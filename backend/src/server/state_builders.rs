//! Builders wiring the roster use-case to its upstream client.

use std::sync::Arc;

use roster::domain::ports::{FixtureResourceClient, ResourceClient, RosterQuery};
use roster::domain::{JoinStrategy, RosterService};
use roster::outbound::learning_platform::{LearningPlatformHttpClient, api_key_fingerprint};
use roster::settings::{RosterSettings, SettingsError};
use thiserror::Error;
use tracing::{info, warn};

/// Failures while wiring the roster service.
#[derive(Debug, Error)]
pub enum StateBuildError {
    /// Settings failed validation.
    #[error(transparent)]
    Settings(#[from] SettingsError),
    /// The reqwest client could not be constructed.
    #[error("failed to build learning platform client: {0}")]
    Client(#[from] reqwest::Error),
}

/// Build the upstream client: the live platform, or the empty fixture when
/// fixture mode is on.
fn build_resource_client(
    settings: &RosterSettings,
) -> Result<Arc<dyn ResourceClient>, StateBuildError> {
    if settings.fixture_mode {
        warn!("fixture mode enabled; serving the empty fixture catalogue");
        return Ok(Arc::new(FixtureResourceClient));
    }

    let api_key = settings.api_key()?;
    let base_url = settings.api_base_url()?;
    let timeout = settings.request_timeout()?;
    info!(
        api_base_url = %base_url,
        api_key_fingerprint = %api_key_fingerprint(&api_key),
        timeout_secs = timeout.as_secs(),
        "learning platform client configured"
    );
    Ok(Arc::new(LearningPlatformHttpClient::new(
        base_url, api_key, timeout,
    )?))
}

/// Build the roster use-case from validated settings.
///
/// # Errors
/// Returns [`StateBuildError`] when settings are invalid or the HTTP client
/// cannot be constructed.
pub fn build_roster_query(
    settings: &RosterSettings,
) -> Result<Arc<dyn RosterQuery>, StateBuildError> {
    let strategy = settings.join_strategy()?;
    log_strategy(strategy);
    let client = build_resource_client(settings)?;
    Ok(Arc::new(RosterService::new(client, strategy)))
}

fn log_strategy(strategy: JoinStrategy) {
    match strategy {
        JoinStrategy::Concurrent(config) => info!(
            join_mode = "concurrent",
            max_in_flight = config.max_in_flight.max(1),
            lookup_timeout_secs = config.lookup_timeout.map(|limit| limit.as_secs()),
            "roster join strategy selected"
        ),
        JoinStrategy::Sequential => {
            info!(join_mode = "sequential", "roster join strategy selected");
        }
    }
}
//! Course roster read endpoint.
//!
//! ```text
//! GET /api/v1/roster
//! GET /api/v1/roster?course_name=Intro
//! ```
//!
//! A named search answers with a single roster object, or with a null course
//! when nothing matched. Listing every course answers with an array.

use actix_web::{HttpResponse, get, web};
use serde::{Deserialize, Serialize};
use utoipa::{IntoParams, ToSchema};

use crate::domain::{
    AggregationResult, Course, CourseFilter, CourseRoster, EnrollmentRecord, Resolution,
};
use crate::inbound::http::cache_control::private_no_cache_header;
use crate::inbound::http::state::HttpState;

/// Query parameters accepted by the roster endpoint.
#[derive(Debug, Default, Deserialize, IntoParams)]
#[into_params(parameter_in = Query)]
pub struct RosterSearchParams {
    /// Exact, case-sensitive course name. Omit or leave empty to list every
    /// course.
    #[param(example = "Intro")]
    pub course_name: Option<String>,
}

/// Course fields as reported upstream.
#[derive(Debug, Serialize, ToSchema)]
pub struct CourseResponse {
    /// Upstream course identifier.
    #[schema(example = 1)]
    pub id: i64,
    /// Course name.
    #[schema(example = "Intro")]
    pub name: String,
    /// Free-form description.
    pub description: Option<String>,
    /// Short heading.
    pub heading: Option<String>,
    /// Whether the course is published.
    pub is_published: bool,
    /// Cover image location.
    pub image_url: Option<String>,
}

impl From<Course> for CourseResponse {
    fn from(value: Course) -> Self {
        Self {
            id: value.id.get(),
            name: value.name,
            description: value.description,
            heading: value.heading,
            is_published: value.is_published,
            image_url: value.image_url,
        }
    }
}

/// Whether a value was fully resolved upstream.
#[derive(Debug, Clone, Copy, PartialEq, Eq, Serialize, ToSchema)]
#[serde(rename_all = "snake_case")]
pub enum ResolutionStatus {
    /// Every upstream call succeeded.
    Resolved,
    /// An upstream call failed and blank values were substituted.
    Degraded,
}

/// Provenance attached to rosters and records.
#[derive(Debug, Serialize, ToSchema)]
pub struct ResolutionResponse {
    /// Outcome of the upstream calls behind the value.
    pub status: ResolutionStatus,
    /// Failure description, present only when degraded.
    #[serde(skip_serializing_if = "Option::is_none")]
    pub reason: Option<String>,
}

impl From<Resolution> for ResolutionResponse {
    fn from(value: Resolution) -> Self {
        match value {
            Resolution::Resolved => Self {
                status: ResolutionStatus::Resolved,
                reason: None,
            },
            Resolution::Degraded { reason } => Self {
                status: ResolutionStatus::Degraded,
                reason: Some(reason),
            },
        }
    }
}

/// One enrollment joined with its user.
#[derive(Debug, Serialize, ToSchema)]
pub struct EnrollmentRecordResponse {
    /// Enrolled user identifier.
    #[schema(example = 7)]
    pub user_id: i64,
    /// Enrollment timestamp as reported upstream.
    #[schema(example = "2024-01-15T08:00:00Z")]
    pub enrolled_at: String,
    /// Completion timestamp, null while incomplete.
    pub completed_at: Option<String>,
    /// Progress in percent.
    #[schema(example = 40)]
    pub percent_complete: u32,
    /// Expiry timestamp, null when the enrollment does not expire.
    pub expires_at: Option<String>,
    /// User display name, empty when the lookup degraded.
    pub user_name: String,
    /// User email, empty when the lookup degraded.
    pub user_email: String,
    /// Outcome of the user lookup.
    pub resolution: ResolutionResponse,
}

impl From<EnrollmentRecord> for EnrollmentRecordResponse {
    fn from(value: EnrollmentRecord) -> Self {
        Self {
            user_id: value.user_id.get(),
            enrolled_at: value.enrolled_at,
            completed_at: value.completed_at,
            percent_complete: value.percent_complete,
            expires_at: value.expires_at,
            user_name: value.user_name,
            user_email: value.user_email,
            resolution: value.resolution.into(),
        }
    }
}

/// A course with its joined enrollments.
///
/// `course` is null, `enrollments` empty and `resolution` absent when a named
/// search found nothing.
#[derive(Debug, Serialize, ToSchema)]
pub struct CourseRosterResponse {
    /// The course, or null for an unmatched search.
    pub course: Option<CourseResponse>,
    /// Joined records in upstream enrollment order.
    pub enrollments: Vec<EnrollmentRecordResponse>,
    /// Outcome of the enrollment listing.
    #[serde(skip_serializing_if = "Option::is_none")]
    pub resolution: Option<ResolutionResponse>,
}

impl CourseRosterResponse {
    fn no_match() -> Self {
        Self {
            course: None,
            enrollments: Vec::new(),
            resolution: None,
        }
    }
}

impl From<CourseRoster> for CourseRosterResponse {
    fn from(value: CourseRoster) -> Self {
        Self {
            course: Some(value.course.into()),
            enrollments: value.enrollments.into_iter().map(Into::into).collect(),
            resolution: Some(value.resolution.into()),
        }
    }
}

/// Roster endpoint body: one roster for a search, an array for a listing.
#[derive(Debug, Serialize, ToSchema)]
#[serde(untagged)]
pub enum RosterResponse {
    /// Result of a named search.
    Single(CourseRosterResponse),
    /// Every course in upstream order.
    Catalogue(Vec<CourseRosterResponse>),
}

impl From<AggregationResult> for RosterResponse {
    fn from(value: AggregationResult) -> Self {
        match value {
            AggregationResult::Matched(roster) => Self::Single(roster.into()),
            AggregationResult::NoMatch => Self::Single(CourseRosterResponse::no_match()),
            AggregationResult::Catalogue(rosters) => {
                Self::Catalogue(rosters.into_iter().map(Into::into).collect())
            }
        }
    }
}

/// Aggregate course enrollments with their users.
#[utoipa::path(
    get,
    path = "/api/v1/roster",
    description = "Join course enrollments with user names and emails. Upstream failures degrade individual records instead of failing the request. Example request: GET /api/v1/roster?course_name=Intro",
    params(RosterSearchParams),
    responses(
        (
            status = 200,
            description = "Roster for the named course, or every course",
            headers(("Cache-Control" = String, description = "Cache control header")),
            body = RosterResponse
        )
    ),
    tags = ["roster"],
    operation_id = "getRoster"
)]
#[get("/roster")]
pub async fn get_roster(
    state: web::Data<HttpState>,
    params: Option<web::Query<RosterSearchParams>>,
) -> HttpResponse {
    let params = params.map(web::Query::into_inner).unwrap_or_default();
    let filter = CourseFilter::from_param(params.course_name.as_deref());
    let result = state.roster.aggregate(filter).await;
    HttpResponse::Ok()
        .insert_header(private_no_cache_header())
        .json(RosterResponse::from(result))
}

#[cfg(test)]
#[path = "roster_tests.rs"]
mod tests;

_____

:: Your task ::
Each line from the one that contains "HttpResponse::Ok()" through the end of the material above should be returned exactly, and nothing else.

:: Task result ::
    HttpResponse::Ok()
        .insert_header(private_no_cache_header())
        .json(RosterResponse::from(result))
}

#[cfg(test)]
#[path = "roster_tests.rs"]
mod tests;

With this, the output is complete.